Martha Gilmer, the symphony's game-changing CEO, assumed her position in 2014. That was just one year after the orchestra — then led by Payare's predecessor, Jahja Ling — debuted at Carnegie Hall, followed immediately by a 10-day concert tour of China.
"People were still talking about it after I got to San Diego and I was keenly aware of how important it was," Gilmer recalled.
"It was in October 2013 and the 10-year mark is an important milestone for this orchestra. So, this is no accident that we're returning to Carnegie Hall this October. As part of the work Rafael and the orchestra have done, it's important that they are heard outside of San Diego. It's good for the orchestra to be together on other stages with other audiences; it's an important part of their growth."
The featured soloist for the orchestra's Carnegie Hall debut a decade ago was piano star Lang Lang. This time around, the symphony will be joined by internationally acclaimed cellist Alisa Weilerstein. She is the wife of Payare, who has led the symphony here since the start of its 2019/2020 season.
Weilerstein will solo on Dvorak's Cello Concerto in B minor, Op. 104.
The symphony's Carnegie Hall concert repertoire will also feature Shostakovich's Symphony No. 5 in D minor, Op. 47, and the East Coast premiere of a new work by American Carlos Simon. The piece, as yet untitled, will also be performed here Nov. 11 at Jacobs Music Center's Copley Symphony Hall.

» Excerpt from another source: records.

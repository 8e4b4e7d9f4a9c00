//! kiro-proxy -- reverse proxy exposing the Anthropic Messages API over a
//! pool of Kiro (Amazon Q) credentials.
//!
//! Entry point. Wires together:
//!   - Configuration loading (TOML + `KIRO_PROXY_*` env overrides)
//!   - The Store Client, Credential Pool, Token Store, Selector
//!   - The Refresh Coordinator's background worker task
//!   - The axum HTTP server with graceful shutdown on SIGTERM / SIGINT

use std::path::PathBuf;
use std::process::ExitCode;
use std::sync::Arc;

use axum::Router;
use tokio::net::TcpListener;
use tokio::signal;
use tower_http::cors::{Any, CorsLayer};
use tower_http::request_id::{MakeRequestUuid, PropagateRequestIdLayer, SetRequestIdLayer};
use tower_http::trace::TraceLayer;
use tracing_subscriber::EnvFilter;

use kiro_gateway::convert::ModelResolver;
use kiro_gateway::transport::http::KiroHttpClient;
use kiro_proxy::config::RuntimeConfig;
use kiro_proxy::pool::CredentialPool;
use kiro_proxy::refresh::{self, RefreshCoordinator};
use kiro_proxy::selector::Selector;
#[cfg(not(feature = "redis-store"))]
use kiro_proxy::store::memory::MemoryStore;
use kiro_proxy::store::Store;
use kiro_proxy::tokenstore::TokenStore;
use kiro_proxy::AppState;

// ---------------------------------------------------------------------------
// CLI argument parsing (minimal, no clap dependency)
// ---------------------------------------------------------------------------

struct CliArgs {
    config_path: PathBuf,
}

fn parse_args() -> CliArgs {
    let mut args = std::env::args().skip(1);
    let mut config_path = PathBuf::from("kiro-proxy.toml");

    while let Some(arg) = args.next() {
        match arg.as_str() {
            "--config" | "-c" => {
                if let Some(path) = args.next() {
                    config_path = PathBuf::from(path);
                } else {
                    eprintln!("Error: --config requires a path argument");
                    std::process::exit(1);
                }
            }
            "--help" | "-h" => {
                print_usage();
                std::process::exit(0);
            }
            "--version" | "-V" => {
                println!("kiro-proxy {}", env!("CARGO_PKG_VERSION"));
                std::process::exit(0);
            }
            other => {
                eprintln!("Unknown argument: {other}");
                eprintln!("Run with --help for usage information.");
                std::process::exit(1);
            }
        }
    }

    CliArgs { config_path }
}

fn print_usage() {
    println!(
        "\
kiro-proxy {version} -- Anthropic Messages API shim over a Kiro credential pool

USAGE:
    kiro-proxy [OPTIONS]

OPTIONS:
    -c, --config <PATH>    Path to configuration file [default: kiro-proxy.toml]
    -h, --help             Print this help message
    -V, --version          Print version information

ENVIRONMENT:
    RUST_LOG               Override log level (e.g. RUST_LOG=debug)
    KIRO_PROXY_CONFIG      Alternative to --config flag
",
        version = env!("CARGO_PKG_VERSION")
    );
}

// ---------------------------------------------------------------------------
// Main
// ---------------------------------------------------------------------------

#[tokio::main]
async fn main() -> ExitCode {
    let cli = parse_args();
    let config_path = std::env::var("KIRO_PROXY_CONFIG")
        .map(PathBuf::from)
        .unwrap_or(cli.config_path);

    let config = match RuntimeConfig::load(&config_path) {
        Ok(c) => c,
        Err(e) => {
            eprintln!("fatal: failed to load configuration: {e}");
            return ExitCode::from(1);
        }
    };

    init_tracing(&config);
    tracing::info!(
        version = env!("CARGO_PKG_VERSION"),
        config = %config_path.display(),
        "starting kiro-proxy"
    );

    if config.auth.rotate_identity_on_401 {
        tracing::error!(
            "auth.rotate_identity_on_401 is not supported by this build \
             (the upstream's identity-rotation contract is unverified)"
        );
        return ExitCode::from(1);
    }

    let store: Arc<dyn Store> = match build_store(&config).await {
        Ok(s) => s,
        Err(e) => {
            tracing::error!(error = %e, "fatal: store unreachable at startup");
            return ExitCode::from(1);
        }
    };

    let model_resolver = match ModelResolver::new() {
        Ok(r) => Arc::new(r),
        Err(e) => {
            tracing::error!(error = %e, "fatal: model resolver construction failed");
            return ExitCode::from(1);
        }
    };

    let (refresh_tx, refresh_rx) = refresh::channel(256);
    let pool = Arc::new(CredentialPool::new(store.clone(), refresh_tx.clone()));
    let tokens = Arc::new(TokenStore::new(store));
    let selector = Arc::new(Selector::new(pool.clone(), config.limits.health_cooldown_secs));
    let coordinator = RefreshCoordinator::new(pool.clone(), tokens.clone());

    tokio::spawn(coordinator.clone().run(refresh_rx));

    let state = AppState {
        config: Arc::new(config.clone()),
        pool,
        tokens,
        selector,
        refresh: coordinator,
        refresh_tx,
        http: Arc::new(KiroHttpClient::new()),
        model_resolver,
    };

    let app = build_app(state);

    let listen_addr = config.listen_addr();
    let listener = match TcpListener::bind(&listen_addr).await {
        Ok(l) => l,
        Err(e) => {
            tracing::error!(addr = %listen_addr, error = %e, "fatal: failed to bind listener");
            return ExitCode::from(2);
        }
    };
    tracing::info!(addr = %listen_addr, "listening");

    println!();
    println!("  kiro-proxy v{} is running", env!("CARGO_PKG_VERSION"));
    println!("  Messages:  http://{listen_addr}/v1/messages");
    println!("  Health:    http://{listen_addr}/health");
    println!();

    if let Err(e) = axum::serve(listener, app)
        .with_graceful_shutdown(shutdown_signal())
        .await
    {
        tracing::error!(error = %e, "server error");
        return ExitCode::from(1);
    }

    tracing::info!("shutting down gracefully");
    ExitCode::from(0)
}

#[cfg(feature = "redis-store")]
async fn build_store(config: &RuntimeConfig) -> anyhow::Result<Arc<dyn Store>> {
    let store = kiro_proxy::store::redis_backend::RedisStore::connect(&config.store.url, &config.store.key_prefix)
        .await?;
    Ok(Arc::new(store))
}

#[cfg(not(feature = "redis-store"))]
async fn build_store(_config: &RuntimeConfig) -> anyhow::Result<Arc<dyn Store>> {
    Ok(Arc::new(MemoryStore::new()))
}

// ---------------------------------------------------------------------------
// Router assembly
// ---------------------------------------------------------------------------

fn build_app(state: AppState) -> Router {
    let cors = build_cors_layer(&state.config);
    let request_id = SetRequestIdLayer::x_request_id(MakeRequestUuid);
    let propagate_id = PropagateRequestIdLayer::x_request_id();
    let trace = TraceLayer::new_for_http();

    kiro_proxy::api::build_api_router(state.clone())
        .layer(propagate_id)
        .layer(request_id)
        .layer(trace)
        .layer(cors)
        .with_state(state)
}

fn build_cors_layer(config: &RuntimeConfig) -> CorsLayer {
    if config.server.cors_origins.is_empty() {
        CorsLayer::new()
            .allow_origin(Any)
            .allow_methods(Any)
            .allow_headers(Any)
    } else {
        let origins: Vec<_> = config
            .server
            .cors_origins
            .iter()
            .filter_map(|o| o.parse().ok())
            .collect();

        CorsLayer::new()
            .allow_origin(origins)
            .allow_methods(Any)
            .allow_headers(Any)
    }
}

// ---------------------------------------------------------------------------
// Tracing initialization
// ---------------------------------------------------------------------------

fn init_tracing(config: &RuntimeConfig) {
    let filter = EnvFilter::try_from_default_env().unwrap_or_else(|_| {
        let level = &config.logging.level;
        EnvFilter::new(format!("kiro_proxy={level},tower_http={level},warn"))
    });

    let subscriber = tracing_subscriber::fmt()
        .with_env_filter(filter)
        .with_target(true)
        .with_thread_ids(false)
        .with_file(false)
        .with_line_number(false);

    if config.logging.json {
        subscriber.json().init();
    } else {
        subscriber.init();
    }
}

// ---------------------------------------------------------------------------
// Graceful shutdown
// ---------------------------------------------------------------------------

async fn shutdown_signal() {
    let ctrl_c = async {
        signal::ctrl_c()
            .await
            .expect("failed to install Ctrl+C handler");
    };

    #[cfg(unix)]
    let terminate = async {
        signal::unix::signal(signal::unix::SignalKind::terminate())
            .expect("failed to install SIGTERM handler")
            .recv()
            .await;
    };

    #[cfg(not(unix))]
    let terminate = std::future::pending::<()>();

    tokio::select! {
        () = ctrl_c => {
            tracing::info!("received SIGINT (Ctrl+C)");
        }
        () = terminate => {
            tracing::info!("received SIGTERM");
        }
    }
}
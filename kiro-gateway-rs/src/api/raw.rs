//! Raw Kiro API access (escape hatch).
//!
//! Use this when you need to send payloads directly in Kiro's native format,
//! bypassing the Anthropic Messages API abstraction.

use crate::error::Result;

/// Send a raw Kiro payload and get the full response text.
pub async fn raw_request(
    http: &crate::transport::http::KiroHttpClient,
    access_token: &str,
    fingerprint: &str,
    region: &str,
    profile_arn: Option<&str>,
    payload: &serde_json::Value,
) -> Result<String> {
    let url = crate::config::generate_assistant_response_url(region, profile_arn);

    let response = http.post_with_retry(&url, access_token, fingerprint, payload).await?;
    let text = response
        .text()
        .await
        .map_err(|e| crate::error::Error::Stream(format!("Failed to read response: {}", e)))?;

    Ok(text)
}

/// Send a raw Kiro payload and get a streaming response.
pub async fn raw_request_stream(
    http: &crate::transport::http::KiroHttpClient,
    access_token: &str,
    fingerprint: &str,
    region: &str,
    profile_arn: Option<&str>,
    payload: &serde_json::Value,
) -> Result<reqwest::Response> {
    let url = crate::config::generate_assistant_response_url(region, profile_arn);
    http.post_streaming(&url, access_token, fingerprint, payload).await
}
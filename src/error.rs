//! Application error taxonomy and its Anthropic-shaped HTTP envelope.
//!
//! Mirrors the split `kiro-gateway-rs/src/error.rs` uses: a `thiserror`
//! enum covering everything that can go wrong (store, pool, selector,
//! upstream, translator), with `requires_reauth`/`should_switch_credential`/
//! `skip_error_count` predicate methods so the handler's failover loop
//! reads policy off the error instead of re-deriving it from status codes.

use axum::http::StatusCode;
use axum::response::{IntoResponse, Response};
use serde::Serialize;

/// The application-wide error type.
#[derive(Debug, thiserror::Error)]
pub enum AppError {
    #[error("bad request: {0}")]
    BadRequest(String),

    #[error("request too large: {0}")]
    RequestTooLarge(String),

    #[error("unauthorized: {0}")]
    Unauthorized(String),

    #[error("no healthy credentials available")]
    NoAccountsAvailable,

    #[error("upstream error (retryable): {0}")]
    UpstreamRetryable(String),

    #[error("upstream authentication failure")]
    UpstreamAuthFailure,

    #[error("upstream quota exhausted")]
    UpstreamQuotaExhausted,

    #[error("upstream forbidden: {0}")]
    UpstreamForbidden(String),

    #[error("upstream error: {0}")]
    UpstreamFatal(String),

    #[error("upstream stream corrupt: {0}")]
    StreamCorrupt(String),

    #[error("store error: {0}")]
    Store(String),

    #[error("internal error: {0}")]
    Internal(String),
}

impl AppError {
    /// True if this error should trigger an enqueued token refresh before
    /// (or instead of) retrying.
    pub fn requires_reauth(&self) -> bool {
        matches!(self, Self::UpstreamAuthFailure)
    }

    /// True if the request handler's retry loop should add the current
    /// credential to the exclusion set and reselect, per the Selector's
    /// failover protocol.
    pub fn should_switch_credential(&self) -> bool {
        matches!(
            self,
            Self::UpstreamRetryable(_)
                | Self::UpstreamAuthFailure
                | Self::UpstreamQuotaExhausted
                | Self::UpstreamForbidden(_)
        )
    }

    /// True if this error is an expected operational condition (401/402/
    /// 403/429/5xx) that must not increment the credential's `errorCount`.
    pub fn skip_error_count(&self) -> bool {
        matches!(
            self,
            Self::UpstreamRetryable(_)
                | Self::UpstreamAuthFailure
                | Self::UpstreamQuotaExhausted
                | Self::UpstreamForbidden(_)
        )
    }

    fn status_code(&self) -> StatusCode {
        match self {
            Self::BadRequest(_) => StatusCode::BAD_REQUEST,
            Self::RequestTooLarge(_) => StatusCode::PAYLOAD_TOO_LARGE,
            Self::Unauthorized(_) => StatusCode::UNAUTHORIZED,
            Self::NoAccountsAvailable => StatusCode::SERVICE_UNAVAILABLE,
            Self::UpstreamRetryable(_) => StatusCode::BAD_GATEWAY,
            Self::UpstreamAuthFailure => StatusCode::BAD_GATEWAY,
            Self::UpstreamQuotaExhausted => StatusCode::BAD_GATEWAY,
            Self::UpstreamForbidden(_) => StatusCode::BAD_GATEWAY,
            Self::UpstreamFatal(_) => StatusCode::BAD_GATEWAY,
            Self::StreamCorrupt(_) => StatusCode::BAD_GATEWAY,
            Self::Store(_) | Self::Internal(_) => StatusCode::INTERNAL_SERVER_ERROR,
        }
    }

    fn error_type(&self) -> &'static str {
        match self {
            Self::BadRequest(_) => "invalid_request_error",
            Self::RequestTooLarge(_) => "invalid_request_error",
            Self::Unauthorized(_) => "authentication_error",
            Self::NoAccountsAvailable => "overloaded_error",
            Self::UpstreamRetryable(_) => "api_error",
            Self::UpstreamAuthFailure => "api_error",
            Self::UpstreamQuotaExhausted => "api_error",
            Self::UpstreamForbidden(_) => "permission_error",
            Self::UpstreamFatal(_) => "api_error",
            Self::StreamCorrupt(_) => "api_error",
            Self::Store(_) | Self::Internal(_) => "api_error",
        }
    }
}

/// Anthropic-shaped error envelope: `{type: "error", error: {type, message}}`.
#[derive(Debug, Serialize)]
pub struct ErrorEnvelope {
    r#type: &'static str,
    error: ErrorDetail,
}

#[derive(Debug, Serialize)]
struct ErrorDetail {
    r#type: &'static str,
    message: String,
}

impl IntoResponse for AppError {
    fn into_response(self) -> Response {
        let status = self.status_code();
        tracing::error!(error = %self, status = status.as_u16(), "request failed");
        let body = ErrorEnvelope {
            r#type: "error",
            error: ErrorDetail {
                r#type: self.error_type(),
                message: self.to_string(),
            },
        };
        (status, axum::Json(body)).into_response()
    }
}

impl From<kiro_gateway::Error> for AppError {
    fn from(err: kiro_gateway::Error) -> Self {
        use kiro_gateway::Error as E;
        match err {
            E::StreamCorrupt(msg) => Self::StreamCorrupt(msg),
            E::EmptyMessages | E::Conversion(_) => Self::BadRequest(err.to_string()),
            E::RequestTooLarge(msg) => Self::RequestTooLarge(msg),
            E::Api { status: 401, .. } => Self::UpstreamAuthFailure,
            E::Api { status: 402, .. } => Self::UpstreamQuotaExhausted,
            E::Api { status: 403, message } => Self::UpstreamForbidden(message),
            E::Api { status, message } if status == 429 || status >= 500 => {
                Self::UpstreamRetryable(format!("{status}: {message}"))
            }
            E::Api { status, message } => Self::UpstreamFatal(format!("{status}: {message}")),
            E::RateLimited { .. } | E::Network(_) | E::Timeout | E::RetriesExhausted { .. } => {
                Self::UpstreamRetryable(err.to_string())
            }
            other => Self::Internal(other.to_string()),
        }
    }
}

impl From<serde_json::Error> for AppError {
    fn from(err: serde_json::Error) -> Self {
        Self::BadRequest(format!("invalid JSON: {err}"))
    }
}

impl From<anyhow::Error> for AppError {
    fn from(err: anyhow::Error) -> Self {
        Self::Internal(err.to_string())
    }
}

pub type Result<T> = std::result::Result<T, AppError>;

#[cfg(test)]
mod tests {
    use super::*;

    #[test]
    fn upstream_auth_failure_requires_reauth_and_failover() {
        let err = AppError::UpstreamAuthFailure;
        assert!(err.requires_reauth());
        assert!(err.should_switch_credential());
        assert!(err.skip_error_count());
    }

    #[test]
    fn bad_request_does_not_failover() {
        let err = AppError::BadRequest("x".into());
        assert!(!err.should_switch_credential());
        assert!(!err.skip_error_count());
    }

    #[test]
    fn maps_upstream_401_to_auth_failure() {
        let err: AppError = kiro_gateway::Error::Api {
            status: 401,
            message: "nope".into(),
        }
        .into();
        assert!(matches!(err, AppError::UpstreamAuthFailure));
    }

    #[test]
    fn maps_upstream_429_to_retryable() {
        let err: AppError = kiro_gateway::Error::Api {
            status: 429,
            message: "slow down".into(),
        }
        .into();
        assert!(matches!(err, AppError::UpstreamRetryable(_)));
        assert!(err.skip_error_count());
    }

    #[test]
    fn status_codes_match_taxonomy() {
        assert_eq!(AppError::NoAccountsAvailable.status_code(), StatusCode::SERVICE_UNAVAILABLE);
        assert_eq!(AppError::RequestTooLarge("x".into()).status_code(), StatusCode::PAYLOAD_TOO_LARGE);
        assert_eq!(AppError::Unauthorized("x".into()).status_code(), StatusCode::UNAUTHORIZED);
    }
}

"It was absolutely planned that way," Gilmer noted. "When we commissioned Carlos, it was with the knowledge it would be for premiere performances of his new work in New York and San Diego. If you can premiere a work in multiple cities, it increases its impact."
The symphony's October performance at Carnegie Hall, which opened in 1891, will be Payare's second there this year. On March 8, Payare made his conducting debut leading the Montreal Symphony Orchestra. In early December, he conducted the New York Philharmonic for the first time in his career, leading them in three concerts in David Geffen Hall at New York's Lincoln Center.
"The idea of this 'encore' concert at Carnegie Hall was floating around even before I began my first season here four years ago," Payare recalled, speaking Monday from the San Diego home he shares with Weilerstein and their two young children.
"Then, the pandemic hit. Now, it's the right time and the right place. We are all very excited."
"We are proud of this orchestra," Gilmer added.
"This is another opportunity for us to be ambassadors for the city of San Diego, much like San Diego State's Aztecs basketball team was in the NCAA championship in Houston. Part of our mission is to attract more people to come to San Diego for cultural tourism. We really plan to shine a light on this city."
Tickets for the San Diego Symphony's Carnegie Hall concert, priced from $20 to $115, are available at: carnegiehall.org. Tickets for all the orchestra's 2023/2024 season concerts are available at: jacobsmusiccenter.org.